The Press

Beauty and fear under the sea

- Beck Eleven

When I was a kid, Jacques Cousteau was my main TV man. I loved watching all his underwater adventures and getting a front seat view into all the little fishies (and the big ones).

Then I got older and studied Classics. I remember seeing photos of the Riace Bronzes, two full-size Greek bronze statues of naked, bearded warriors cast about 1500 years before being discovered underwater by a pharmacist snorkellin­g off the coast of Italy in 1972.

I couldn’t shake the horror of discoverin­g anything bodyshaped while being underwater and having to control your breathing through a little hose into your mouth. The man who found them first saw an arm sticking out of the sea floor and naturally thought it was a dead body. I would have had instant anxiety.

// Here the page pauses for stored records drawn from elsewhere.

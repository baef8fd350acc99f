//! Inventory request route handlers.
//!
//! Requests identify their employee and item by human-typed strings, so
//! submission starts with a case-insensitive exact-match resolution step.
//! Cross-request rules for an (employee, item) pair: one pending request at
//! a time, and any past rejection blocks the pair for good.

use axum::{
    extract::{Path, State},
    http::StatusCode,
    response::IntoResponse,
    Json,
};
use persistence::entities::{RequestStatusDb, RequestTypeDb};
use persistence::repositories::{EmployeeRepository, InventoryRepository, InventoryRequestRepository};
use serde::Serialize;
use tracing::info;
use uuid::Uuid;
use validator::Validate;

use crate::app::AppState;
use crate::error::ApiError;
use crate::extractors::AuthEmployee;

use domain::models::inventory_request::{
    reason_options, FormEmployeeOption, FormInventoryOption, RequestEmployeeBrief,
    RequestFormData, RequestInventoryBrief, RequestItem, SubmitRequestRequest,
    UpdateRequestStatusRequest,
};
use domain::models::{RequestStatus, RequestType, Transition};

/// Response wrapper for request mutations.
#[derive(Debug, Serialize)]
pub struct RequestActionResponse {
    pub message: String,
    pub request: RequestItem,
}

/// Response for request deletion.
#[derive(Debug, Serialize)]
pub struct DeleteResponse {
    pub message: String,
}

/// Serve the option sets backing the request submission form.
///
/// GET /api/v1/requests/form-data
pub async fn get_form_data(
    State(state): State<AppState>,
) -> Result<impl IntoResponse, ApiError> {
    let employee_repo = EmployeeRepository::new(state.pool.clone());
    let inventory_repo = InventoryRepository::new(state.pool.clone());

    let employees = employee_repo
        .list_name_desk_pairs()
        .await?
        .into_iter()
        .map(|(name, desk_number)| FormEmployeeOption { name, desk_number })
        .collect();

    let inventory = inventory_repo
        .list_names()
        .await?
        .into_iter()
        .map(|name| FormInventoryOption { name })
        .collect();

    let response = RequestFormData {
        employees,
        inventory,
        request_types: vec![RequestType::New, RequestType::Exchange],
        reason_options: reason_options(),
    };

    Ok((StatusCode::OK, Json(response)))
}

/// Submit a new inventory request.
///
/// POST /api/v1/requests
pub async fn submit_request(
    State(state): State<AppState>,
    AuthEmployee(auth): AuthEmployee,
    Json(request): Json<SubmitRequestRequest>,
) -> Result<impl IntoResponse, ApiError> {
    request.validate()?;

    let request_type: RequestType = request
        .request_type
        .parse()
        .map_err(|_| ApiError::Validation("requestType must be 'new' or 'exchange'".to_string()))?;

    let employee_repo = EmployeeRepository::new(state.pool.clone());
    let inventory_repo = InventoryRepository::new(state.pool.clone());
    let request_repo = InventoryRequestRepository::new(state.pool.clone());

    let employee = employee_repo
        .find_by_name_and_desk(&request.employee_name, &request.desk_number)
        .await?
        .ok_or_else(|| {
            ApiError::NotFound("Employee not found for the provided name and deskNumber".to_string())
        })?;

    let item = inventory_repo
        .find_by_name(&request.inventory_name)
        .await?
        .ok_or_else(|| {
            ApiError::NotFound("Inventory not found for the provided inventoryName".to_string())
        })?;

    // A past rejection blocks the pair permanently.
    if request_repo
        .exists_with_status(employee.id, item.id, RequestStatusDb::Rejected)
        .await?
    {
        return Err(ApiError::Conflict(format!(
            "Your previous request for \"{}\" was rejected. You cannot request this item again.",
            item.name
        )));
    }

    // Only one pending request per pair.
    if request_repo
        .exists_with_status(employee.id, item.id, RequestStatusDb::Pending)
        .await?
    {
        return Err(ApiError::Conflict(format!(
            "A pending request for \"{}\" by {} already exists.",
            item.name, employee.name
        )));
    }

    // Two concurrent submissions can both pass the check above; the
    // approval cascade auto-rejects the sibling pending later.
    let entity = request_repo
        .create(
            employee.id,
            item.id,
            RequestTypeDb::from(request_type),
            request.reason.trim(),
        )
        .await?;

    info!(
        request_id = %entity.id,
        employee_id = %employee.id,
        inventory_id = %item.id,
        request_type = %request_type,
        submitted_by = %auth.employee_id,
        "Inventory request submitted"
    );

    let response = RequestActionResponse {
        message: "Request submitted successfully".to_string(),
        request: RequestItem {
            id: entity.id,
            employee: RequestEmployeeBrief {
                id: employee.id,
                name: employee.name,
                desk_number: employee.desk_number,
            },
            inventory: RequestInventoryBrief {
                id: item.id,
                name: item.name,
            },
            request_type,
            reason: entity.reason,
            status: RequestStatus::from(entity.status),
            created_at: entity.created_at,
        },
    };

    Ok((StatusCode::CREATED, Json(response)))
}

/// List all requests, newest first, with names resolved.
///
/// GET /api/v1/requests
pub async fn list_requests(State(state): State<AppState>) -> Result<impl IntoResponse, ApiError> {
    let request_repo = InventoryRequestRepository::new(state.pool.clone());

    let requests: Vec<RequestItem> = request_repo
        .list_with_names()
        .await?
        .into_iter()
        .map(|e| RequestItem {
            id: e.id,
            employee: RequestEmployeeBrief {
                id: e.employee_id,
                name: e.employee_name,
                desk_number: e.desk_number,
            },
            inventory: RequestInventoryBrief {
                id: e.inventory_id,
                name: e.inventory_name,
            },
            request_type: RequestType::from(e.request_type),
            reason: e.reason,
            status: RequestStatus::from(e.status),
            created_at: e.created_at,
        })
        .collect();

    Ok((StatusCode::OK, Json(requests)))
}

/// Approve or reject a pending request.
///
/// PUT /api/v1/requests/{id}/status
///
/// Approving a "new" request reserves one unit of stock and assigns it to
/// the employee; rejection only changes the status. Re-submitting the
/// status a request already has succeeds without side effects.
pub async fn update_request_status(
    State(state): State<AppState>,
    AuthEmployee(auth): AuthEmployee,
    Path(request_id): Path<Uuid>,
    Json(body): Json<UpdateRequestStatusRequest>,
) -> Result<impl IntoResponse, ApiError> {
    let target: RequestStatus = body
        .status
        .parse()
        .ok()
        .filter(|s| *s != RequestStatus::Pending)
        .ok_or_else(|| {
            ApiError::Validation("status must be 'approved' or 'rejected'".to_string())
        })?;

    let request_repo = InventoryRequestRepository::new(state.pool.clone());

    let existing = request_repo
        .find_by_id(request_id)
        .await?
        .ok_or_else(|| ApiError::NotFound("Request not found".to_string()))?;

    let current = RequestStatus::from(existing.status);
    let entity = match current.transition(target) {
        Ok(Transition::AlreadyFinal) => {
            let response = build_action_response(
                &state,
                existing,
                format!("Request already {}", target),
            )
            .await?;
            return Ok((StatusCode::OK, Json(response)));
        }
        Ok(Transition::Apply) => match target {
            RequestStatus::Approved => request_repo.approve(request_id).await?,
            RequestStatus::Rejected => request_repo.reject(request_id).await?,
            RequestStatus::Pending => unreachable!("pending filtered above"),
        },
        Err(e) => return Err(ApiError::Conflict(e.to_string())),
    };

    info!(
        request_id = %request_id,
        status = %target,
        decided_by = %auth.employee_id,
        "Request status updated"
    );

    let response = build_action_response(&state, entity, format!("Request {}", target)).await?;
    Ok((StatusCode::OK, Json(response)))
}

/// Remove a request record. Pure removal at any status, no stock effects.
///
/// DELETE /api/v1/requests/{id}
pub async fn delete_request(
    State(state): State<AppState>,
    AuthEmployee(auth): AuthEmployee,
    Path(request_id): Path<Uuid>,
) -> Result<impl IntoResponse, ApiError> {
    let request_repo = InventoryRequestRepository::new(state.pool.clone());

    let deleted = request_repo.delete(request_id).await?;
    if !deleted {
        return Err(ApiError::NotFound("Request not found".to_string()));
    }

    info!(
        request_id = %request_id,
        deleted_by = %auth.employee_id,
        "Request deleted"
    );

    Ok((
        StatusCode::OK,
        Json(DeleteResponse {
            message: "Request deleted successfully".to_string(),
        }),
    ))
}

/// Resolve employee/item names for a request entity and wrap it for the
/// response body.
async fn build_action_response(
    state: &AppState,
    entity: persistence::entities::InventoryRequestEntity,
    message: String,
) -> Result<RequestActionResponse, ApiError> {
    let employee_repo = EmployeeRepository::new(state.pool.clone());
    let inventory_repo = InventoryRepository::new(state.pool.clone());

    let employee = employee_repo
        .find_by_id(entity.employee_id)
        .await?
        .ok_or_else(|| ApiError::NotFound("Employee not found".to_string()))?;

    let item = inventory_repo
        .find_by_id(entity.inventory_id)
        .await?
        .ok_or_else(|| ApiError::NotFound("Inventory item not found".to_string()))?;

    Ok(RequestActionResponse {
        message,
        request: RequestItem {
            id: entity.id,
            employee: RequestEmployeeBrief {
                id: employee.id,
                name: employee.name,
                desk_number: employee.desk_number,
            },
            inventory: RequestInventoryBrief {
                id: item.id,
                name: item.name,
            },
            request_type: RequestType::from(entity.request_type),
            reason: entity.reason,
            status: RequestStatus::from(entity.status),
            created_at: entity.created_at,
        },
    })
}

Right now I am in Rarotonga (tough life, I know) holidaying with my friend Paula, and we feel like right little oceanograp­hers, snorkellin­g about in the briny deep. Nothing in the water is body-shaped except for us.

Snorkellin­g is such a peaceful experience. All you can hear is the tinkling of water as your flippers or arms break the surface, and the regular deep sounds of your own breathing.

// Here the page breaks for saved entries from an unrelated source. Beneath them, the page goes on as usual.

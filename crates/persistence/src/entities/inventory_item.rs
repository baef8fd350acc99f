//! Inventory item entity (database row mapping).

use chrono::{DateTime, Utc};
use sqlx::FromRow;
use uuid::Uuid;

/// Database row mapping for the inventory_items table.
#[derive(Debug, Clone, FromRow)]
pub struct InventoryItemEntity {
    pub id: Uuid,
    pub name: String,
    pub category: String,
    pub description: Option<String>,
    pub total_quantity: i32,
    pub available_qty: i32,
    pub image_url: Option<String>,
    pub created_at: DateTime<Utc>,
    pub updated_at: DateTime<Utc>,
}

The water is as blue and clear as anything you see on a postcard so with a mask across your eyes in the shallow spots, you can see every grain of sand, every abandoned shell.

There are clumps of coral and rock with all manner of organism growing and regenerati­ng and clinging to their sides. I’ve seen spiny sea urchins – at least I think that’s what they are, I am calling them Ocean Hedgehogs – tucked into crevasses, waiting for unwitting feet.

Suddenly you notice a school of teency fish swimming towards you then darting to the left as one. You see fish the shape of rugby balls, those slender tropical angel fish in multitudes of colour variations and I’ve seen one so extraordin­arily translucen­t and rainbowcol­oured that I heard myself say, ‘‘Oh my God’’ to no one but my snorkel.

The trouble with seeing all these glorious fish is they exist alongside other living things. I believe these to be part of the natural eco system but they put the gee whillicker­s up me.

I’m having to work very hard to pretend the sausage-like lumps of hell-creature lying on the sandy ocean floor are just inflated lumps of seaweed and not what they actually are, which are sea slugs. I want to burp every time I see one and I feel bad because that’s no way to greet anyone I have to share the planet with.

I’ve gone quite animal crackers In Rarotonga. Here, I’m obsessed with roadside chickens. Sometimes I think they are beautiful and interestin­g, sometimes I see them next to roadside coconuts and think about a free dinner.

Every night we have up to five geckos crawling across the ceiling on our porch. The regular ones, we have named Garry, Larry and Albie (he’s the albino one). They are so skilled at catching the moths and bugs grouped around the lightshade. Two nights ago they tried but failed to catch an enormous dragonfly. We felt their failure personally.

Nature-watch continued apace just last night as Holiday Cat No.1 (apparently called Boris but renamed Suzanne by us) trotted over carrying a rat in her gnashers. She promptly lay about alternatin­g between flinging its lifeless corpse in the air and giving it a wee cuddle.

If my cats did this at home I would be running around yelling less-than-praisewort­hy remarks. Possibly calling Student Job Search to perform a removal.

Here, however, I turned on my torch and David Attenborou­ghed the entire incident, carefully watching Suzanne disembowel, then chew her way through the entire meal, reporting back to Paula the bone crunching and watching Suzanne digest it, tail and all.

Besides the holiday cats, dogs, goats, geckos and chickens, there are other animals.

Paula acts as an excellent guide to these critters. Her alert system is a scream and sudden darting but she does keep me aware that something is about to slither, crawl or flutter across our paths.

Anyway, as I sweat into my keyboard, I’ve just noticed my first Holiday Skink. I must go, he is crawling into my hammock and I need to do something about that.